The level of physical activity required to affect lipids may be higher than most patients are currently practicing. The minimum amount of physical activity to decrease triglyceride levels (and sometimes increase HDL) is 150 minutes/week of moderate- to high-intensity aerobic activity, which is consistent with public health recommendations. That said, the chronic response to exercise training on triglyceride levels is quite minimal vs. the lower triglycerides within 12 to 24 hours after a single aerobic exercise session. To decrease LDL levels, a higher amount of physical activity needs to be achieved and is consistent with recommendations for long-term weight management (200-300 minutes/week of moderate- or high-intensity physical activity or more than 2,000 kcal expended/week). This higher amount of physical activity may also enhance the beneficial effects on triglyceride and HDL levels, possibly by promoting body fat loss and weight maintenance.

Weight loss/maintenance

The NLA Recommendations – Part 2 Expert Panel reviewed systematic reviews of randomized controlled trials that indicated a weight loss of at least 2.5 kg, or 3% of body weight, is associated with clinically meaningful CVD risk factors. A 3-kg weight loss is expected to decrease triglycerides by about 15 mg/dL, whereas a 5-kg to 8-kg weight loss is associated with a 5-mg/dL reduction in LDL and a 2-mg/dL to 3 mg/dL increase in HDL. The lifestyle recommendations discussed above can assist patients with successful body fat loss, especially in the presence of energy reduction, and 200 minutes/week to 300 minutes/week of moderate- or high-intensity physical activity, or more than 2,000 kcal/week.
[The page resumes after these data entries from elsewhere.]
//! Fold change and detection statistics used by the pre-filter and the marker table.

use serde::{Deserialize, Serialize};
use single_utilities::traits::FloatOpsTS;

use crate::matrix::{CellGroups, DataLayer, FeatureMatrix};
use crate::testing::utils::map_features;

/// Logarithm base the reported fold change is expressed in.
#[derive(Debug, Clone, Copy, PartialEq, Eq, Default, Serialize, Deserialize)]
pub enum FoldChangeBase {
    #[default]
    Natural,
    Two,
}

/// Per-feature statistics over the two groups.
#[derive(Debug, Clone, Copy, PartialEq)]
pub struct FeatureSummary {
    /// Fraction of group 1 cells with a positive value, rounded to 3 decimals.
    pub pct_1: f64,
    /// Fraction of group 2 cells with a positive value, rounded to 3 decimals.
    pub pct_2: f64,
    /// Group 1 versus group 2 log fold change.
    pub avg_log_fc: f64,
}

impl FeatureSummary {
    pub fn max_pct(&self) -> f64 {
        self.pct_1.max(self.pct_2)
    }

    pub fn pct_difference(&self) -> f64 {
        (self.pct_1 - self.pct_2).abs()
    }
}

pub fn round_digits(x: f64, digits: i32) -> f64 {
    let scale = 10f64.powi(digits);
    (x * scale).round() / scale
}

/// Log of the average expression of one group, from the group's sum over the
/// layer-specific linear scale (`expm1` for `Data`, identity otherwise).
fn log_mean_from_linear_sum(sum: f64, n: usize, layer: DataLayer, pseudocount: f64) -> f64 {
    let mean = if n == 0 { 0.0 } else { sum / n as f64 };
    match layer {
        DataLayer::ScaleData => mean,
        DataLayer::Data | DataLayer::Counts => (mean + pseudocount).ln(),
    }
}

fn to_linear(value: f64, layer: DataLayer) -> f64 {
    match layer {
        DataLayer::Data => value.exp_m1(),
        DataLayer::Counts | DataLayer::ScaleData => value,
    }
}

fn rebase(natural: f64, layer: DataLayer, base: FoldChangeBase) -> f64 {
    match (layer, base) {
        (DataLayer::ScaleData, _) | (_, FoldChangeBase::Natural) => natural,
        (_, FoldChangeBase::Two) => natural / std::f64::consts::LN_2,
    }
}

/// Detection fractions and fold changes for the listed feature rows.
///
/// Only the explicitly stored entries of each row are visited; implicit zeros
/// contribute nothing to either the detection counts or the linear sums.
pub fn summarize_features<T>(
    matrix: &FeatureMatrix<T>,
    groups: &CellGroups,
    features: &[usize],
    layer: DataLayer,
    pseudocount: f64,
    base: FoldChangeBase,
    parallel: bool,
) -> Vec<FeatureSummary>
where
    T: FloatOpsTS,
{
    let lookup = groups.lookup(matrix.n_cells());
    let n1 = groups.n1();
    let n2 = groups.n2();

    map_features(features.len(), parallel, |i| {
        let mut expressed = [0usize; 2];
        let mut sums = [0.0f64; 2];
        for (pos, value) in matrix.row_entries(features[i], &lookup) {
            let g = usize::from(pos >= n1);
            if value > 0.0 {
                expressed[g] += 1;
            }
            sums[g] += to_linear(value, layer);
        }
        let diff = log_mean_from_linear_sum(sums[0], n1, layer, pseudocount)
            - log_mean_from_linear_sum(sums[1], n2, layer, pseudocount);
        FeatureSummary {
            pct_1: round_digits(expressed[0] as f64 / n1 as f64, 3),
            pct_2: round_digits(expressed[1] as f64 / n2 as f64, 3),
            avg_log_fc: rebase(diff, layer, base),
        }
    })
}

#[cfg(test)]
mod tests {
    use super::*;
    use approx::assert_abs_diff_eq;

    /// Fraction of strictly positive values, rounded to 3 decimals.
    fn detection_fraction(values: &[f64]) -> f64 {
        if values.is_empty() {
            return 0.0;
        }
        let expressed = values.iter().filter(|&&v| v > 0.0).count();
        round_digits(expressed as f64 / values.len() as f64, 3)
    }

    /// Fold change between two dense groups of values.
    ///
    /// `Data` layers are averaged after undoing log1p, then log-transformed again;
    /// `Counts` are averaged directly and log-transformed; `ScaleData` reports the
    /// difference of raw means.
    fn log_fold_change(
        group1: &[f64],
        group2: &[f64],
        layer: DataLayer,
        pseudocount: f64,
        base: FoldChangeBase,
    ) -> f64 {
        let sum1: f64 = group1.iter().map(|&v| to_linear(v, layer)).sum();
        let sum2: f64 = group2.iter().map(|&v| to_linear(v, layer)).sum();
        let diff = log_mean_from_linear_sum(sum1, group1.len(), layer, pseudocount)
            - log_mean_from_linear_sum(sum2, group2.len(), layer, pseudocount);
        rebase(diff, layer, base)
    }

    fn create_test_matrix() -> FeatureMatrix<f64> {
        // Two groups (columns 0,1,2 vs 3,4,5)
        // Row 0: clear difference
        // Row 1: no difference
        // Row 2: only expressed in group 2
        FeatureMatrix::from_dense_rows(
            &[
                vec![2.0, 2.2, 1.8, 0.5, 0.0, 0.4],
                vec![1.0, 1.0, 1.0, 1.0, 1.0, 1.0],
                vec![0.0, 0.0, 0.0, 3.0, 2.0, 1.0],
            ],
            (0..3).map(|i| format!("g{}", i)).collect(),
            (0..6).map(|i| format!("c{}", i)).collect(),
        )
        .unwrap()
    }

    fn groups() -> CellGroups {
        CellGroups::from_indices(vec![0, 1, 2], vec![3, 4, 5], 6).unwrap()
    }

    #[test]
    fn test_detection_fraction_rounding() {
        assert_eq!(detection_fraction(&[1.0, 0.0, 0.0]), 0.333);
        assert_eq!(detection_fraction(&[1.0, 2.0, 0.0]), 0.667);
        assert_eq!(detection_fraction(&[-1.0, 0.0]), 0.0);
        assert_eq!(detection_fraction(&[]), 0.0);
    }

    #[test]
    fn test_data_layer_fold_change_undoes_log1p() {
        let g1 = [2.0, 2.2, 1.8];
        let g2 = [0.5, 0.0, 0.4];
        let fc = log_fold_change(&g1, &g2, DataLayer::Data, 1.0, FoldChangeBase::Natural);
        let m1 = g1.iter().map(|v: &f64| v.exp_m1()).sum::<f64>() / 3.0;
        let m2 = g2.iter().map(|v: &f64| v.exp_m1()).sum::<f64>() / 3.0;
        assert_abs_diff_eq!(fc, (m1 + 1.0).ln() - (m2 + 1.0).ln(), epsilon = 1e-12);

        let fc2 = log_fold_change(&g1, &g2, DataLayer::Data, 1.0, FoldChangeBase::Two);
        assert_abs_diff_eq!(fc2, fc / std::f64::consts::LN_2, epsilon = 1e-12);
    }

    #[test]
    fn test_scale_data_fold_change_is_mean_difference() {
        let fc = log_fold_change(
            &[1.0, -1.0, 3.0],
            &[0.0, 0.0, 0.0],
            DataLayer::ScaleData,
            1.0,
            FoldChangeBase::Two,
        );
        assert_abs_diff_eq!(fc, 1.0, epsilon = 1e-12);
    }

    #[test]
    fn test_counts_fold_change() {
        let fc = log_fold_change(
            &[3.0, 5.0],
            &[1.0, 1.0],
            DataLayer::Counts,
            1.0,
            FoldChangeBase::Natural,
        );
        assert_abs_diff_eq!(fc, 5.0f64.ln() - 2.0f64.ln(), epsilon = 1e-12);
    }

    #[test]
    fn test_sparse_summary_matches_dense() {
        let m = create_test_matrix();
        let g = groups();
        let summaries = summarize_features(
            &m,
            &g,
            &[0, 1, 2],
            DataLayer::Data,
            1.0,
            FoldChangeBase::Natural,
            false,
        );

        let lookup = g.lookup(6);
        for (row, s) in summaries.iter().enumerate() {
            let dense = m.row_values(row, &lookup);
            let (a, b) = dense.split_at(3);
            assert_eq!(s.pct_1, detection_fraction(a));
            assert_eq!(s.pct_2, detection_fraction(b));
            assert_abs_diff_eq!(
                s.avg_log_fc,
                log_fold_change(a, b, DataLayer::Data, 1.0, FoldChangeBase::Natural),
                epsilon = 1e-12
            );
        }
        assert_eq!(summaries[0].pct_2, 0.667);
        assert_abs_diff_eq!(summaries[1].avg_log_fc, 0.0, epsilon = 1e-12);
        assert!(summaries[2].avg_log_fc < 0.0);
        assert_eq!(summaries[2].max_pct(), 1.0);
    }
}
Tbale 2. Possible cumulative predicted LDL lowering with lifestyle therapy

Source: Jacobson TA, et al. J Clin Lipidol. (in press)

Weight maintenance is important to maintain the positive effect of weight loss on lipid levels. Lifestyle counseling has been shown to be effective in helping patients achieve lifestyle modifications to improve lipid levels and weight loss.

Importance of nutrition and lifestyle counseling

The NLA Recommendations – Part 2 Expert Panel reviewed research related to improving adherence to lifestyle therapies. The research supported that medical nutrition therapy provided by a registered dietitian nutritionist resulted in improved LDL, triglycerides, HDL and other ASCVD risk factors, including glycemia, body weight status, waist circumference and BMI. The NLA Recommendations – Part 2 strongly recommend that clinicians refer patients to a registered dietitian nutritionist when possible to facilitate successful nutrition therapy and lifestyle modifications for the management of dyslipidemia. Successful implementation of a cardioprotective dietary pattern coupled with weight reduction in overweight or obese patients, the use of plant sterols/stanols and viscous fiber, and physical activity may lower atherogenic cholesterol by 12% to 25% and reduce ASCVD (see Table 2). Clinicians are encouraged to utilize both NLA Recommendations Part 1 and Part 2 for successful management of dyslipidemia in their patients at all risk levels.

Disclosures: The authors report no relevant financial disclosures.